Strategy #3: Figure out what conceptual questions are challenging for students, and have students come back to them. Some physics questions are especially tricky for students; it’s important to notice these questions and give them special attention.

Example of a tricky question: force on a baseball: Suppose a baseball player named Amy is throwing a baseball. Try asking your students whether Amy exerts more force on the ball, or the ball exerts more force on Amy? Many students will say that Amy exerts more force, or even that the baseball exerts no force. After all, Amy can exert force with her muscles, but the baseball is not alive and has no muscles. What does it have to push with? Also, Amy is bigger than the baseball, so she must be able to exert more force. And Amy’s velocity does not visibly change, while the ball’s velocity changes dramatically.

How to “come back” to a tricky question. When a question looks simple but has the potential to confuse students, it’s useful to come back to it. For example, students could answer the question about Amy individually, then immediately return to the same question and discuss it as a group. Here are a few strategies for “coming back” to a challenging question.
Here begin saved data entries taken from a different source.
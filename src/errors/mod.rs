//! Error handling utilities for the smallwins application.
//!
//! This module provides the central error type `AppError` which represents all
//! possible error conditions that might occur in the application, as well as the
//! convenience type alias `AppResult` for functions that can return these errors.
//!
//! Storage failures are split by direction. Opening the store and writing to it
//! are "fail loud" (`StorageUnavailable`, `WriteFailed`); reads are "fail quiet"
//! and `ReadFailed` is only ever logged by [`crate::store::EntryStore`] before it
//! degrades to an empty result.

use thiserror::Error;

/// Represents specific error cases that can occur during database operations.
///
/// This enum wraps the raw failures of the SQLite layer. It is carried inside
/// the storage variants of [`AppError`] so callers can tell *which* kind of
/// operation failed while still seeing the underlying cause.
///
/// # Examples
///
/// ```
/// use smallwins::errors::DatabaseError;
///
/// let error = DatabaseError::Sqlite(rusqlite::Error::InvalidQuery);
/// assert!(format!("{}", error).contains("SQLite"));
/// ```
#[derive(Debug, Error)]
pub enum DatabaseError {
    /// SQLite database error.
    #[error("SQLite error: {0}")]
    Sqlite(#[from] rusqlite::Error),

    /// Connection pool error.
    #[error("Failed to get connection from pool: {0}")]
    Pool(#[from] r2d2::Error),

    /// The directory holding the database file could not be created.
    #[error("Cannot prepare database directory: {0}")]
    Io(#[source] std::io::Error),
}

/// Represents all possible errors that can occur in the smallwins application.
///
/// This enum is the central error type used across the application, with variants
/// for different error categories. It uses `thiserror` for deriving the `Error` trait
/// implementation and formatted error messages.
///
/// # Examples
///
/// Creating a configuration error:
/// ```
/// use smallwins::errors::AppError;
///
/// let error = AppError::Config("Database path is empty".to_string());
/// assert_eq!(format!("{}", error), "Configuration error: Database path is empty");
/// ```
#[derive(Debug, Error)]
pub enum AppError {
    /// Errors related to configuration loading or validation.
    #[error("Configuration error: {0}")]
    Config(String),

    /// Input/output errors from filesystem operations.
    #[error("I/O error: {0}")]
    Io(#[from] std::io::Error),

    /// A date key that is not a valid `YYYY-MM-DD` calendar date.
    #[error("Invalid date '{0}': expected YYYY-MM-DD")]
    InvalidDate(String),

    /// A mood value outside the known taxonomy.
    #[error("Unknown mood value {0}: expected 1-12")]
    InvalidMood(i64),

    /// The store could not be opened or its schema could not be created.
    ///
    /// Nothing works without storage, so this must be shown to the user.
    #[error("Storage unavailable: {0}")]
    StorageUnavailable(#[source] DatabaseError),

    /// An upsert or reset did not happen.
    #[error("Write failed, nothing was saved: {0}")]
    WriteFailed(#[source] DatabaseError),

    /// A read did not complete.
    #[error("Read failed: {0}")]
    ReadFailed(#[source] DatabaseError),

    /// Raw database errors from the SQL layer, before a store policy is applied.
    #[error("Database error: {0}")]
    Database(#[from] DatabaseError),
}

impl AppError {
    /// Re-tags a raw database error as a failed write. Other errors pass through.
    pub(crate) fn into_write_failure(self) -> Self {
        match self {
            AppError::Database(e) => AppError::WriteFailed(e),
            other => other,
        }
    }

    /// Re-tags a raw database error as unavailable storage. Other errors pass through.
    pub(crate) fn into_storage_unavailable(self) -> Self {
        match self {
            AppError::Database(e) => AppError::StorageUnavailable(e),
            other => other,
        }
    }

    /// Re-tags a raw database error as a failed read. Other errors pass through.
    pub(crate) fn into_read_failure(self) -> Self {
        match self {
            AppError::Database(e) => AppError::ReadFailed(e),
            other => other,
        }
    }
}

/// A type alias for `Result<T, AppError>` to simplify function signatures.
///
/// # Examples
///
/// ```
/// use smallwins::errors::{AppResult, AppError};
///
/// fn might_fail() -> AppResult<String> {
///     if false {
///         return Err(AppError::InvalidDate("yesterday".to_string()));
///     }
///     Ok("Operation succeeded".to_string())
/// }
/// ```
pub type AppResult<T> = Result<T, AppError>;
  1. Checking for consistency. After students answer an initial question, ask a related question that they can use to “check their answer.” For example, what if Amy is standing on a skateboard when she throws the ball? Does the skateboard move? And, does it take a bigger force to move Amy-on-the-skateboard or to move the baseball? If students’ answer to this question is inconsistent with their previous answer, it may get them talking.
  2. Statements by fictitious students. After your students answer a question on their own, they read statements made by one or more fictitious students that present some different perspectives on the same question.   (“Tyler says, ‘Amy is bigger than the baseball, so she must exert more force.’”) It’s good for your students to consider arguments they may not have thought of; but even if they have thought of these arguments, they may not have discussed them to everyone’s satisfaction.
  3. Have the students make a prediction about what will happen when they perform an experiment. Then, have them answer the same question experimentally.
  4. Checking with the instructor. Write into the activity that the students should call the instructor over to their table and discuss their answers. Hopefully, the instructor is not going to tell them whether they’re right or wrong, but will ask helpful questions.
  5. Work individually / work as a group. Students think about the tricky question individually, then discuss the same question with their group.
  6. Visiting other groups. Students think about the tricky question as a group, then some students visit other tables to discuss the same question with other groups. (A few students must stay at their original table to receive guests who are visiting from other tables.)
  7. Explaining the answer. Sometimes, you just have to tell students the answer. But when you do, it’s best to tell the answer after students have genuinely struggled with the problem on their own.

Why come back to a problem? One reason is for the students to check their answer. Or, students already found the right answer, but you want them to learn different ways of coming to the same answer. Perhaps they got the right answer but they didn’t come up with a good reason for it. Finally, thinking of alternative answers could force students to defend their ideas and come up with reasons. (Von Korff et al. 2016)

Although many activities make use of strategy #3, one that does so very frequently is the Open Source Tutorials.

Going beyond these suggestions: The best way to learn to design physics activities is to study activities that already exist and try to understand how they are put together. Keep the above design strategies in mind, and read some tutorials and labs to see how these strategies are implemented.